╭─ INFORMATION SUPPLIED

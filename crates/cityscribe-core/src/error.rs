// crates/cityscribe-core/src/error.rs
use thiserror::Error;

/// Errors produced by `cityscribe-core`.
///
/// Lenient CSV parsing and text annotation never fail; these variants come
/// from the opt-in strict parser, date handling, catalog loading and the
/// string-to-enum conversions used by the CLI.
#[derive(Debug, Error)]
pub enum ScribeError {
    #[error("I/O error: {0}")]
    Io(#[from] std::io::Error),

    #[cfg(feature = "json")]
    #[error("JSON error: {0}")]
    Json(#[from] serde_json::Error),

    /// A CSV row rejected by [`ParseMode::Strict`](crate::city::ParseMode::Strict).
    #[error("malformed row at line {line}: {reason}")]
    MalformedRow { line: usize, reason: String },

    #[error("invalid date: {0}")]
    InvalidDate(String),

    #[error("unknown field: {0} (expected email, phone or password)")]
    UnknownField(String),

    #[error("unknown locale: {0} (expected en or uk)")]
    UnknownLocale(String),
}

pub type Result<T> = std::result::Result<T, ScribeError>;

╰─

● **PROBLEM TO WORK ON**
Scan the listing above for the word "ScribeError" and copy every line that holds it.

● **TASK RESULT**
pub enum ScribeError {
pub type Result<T> = std::result::Result<T, ScribeError>;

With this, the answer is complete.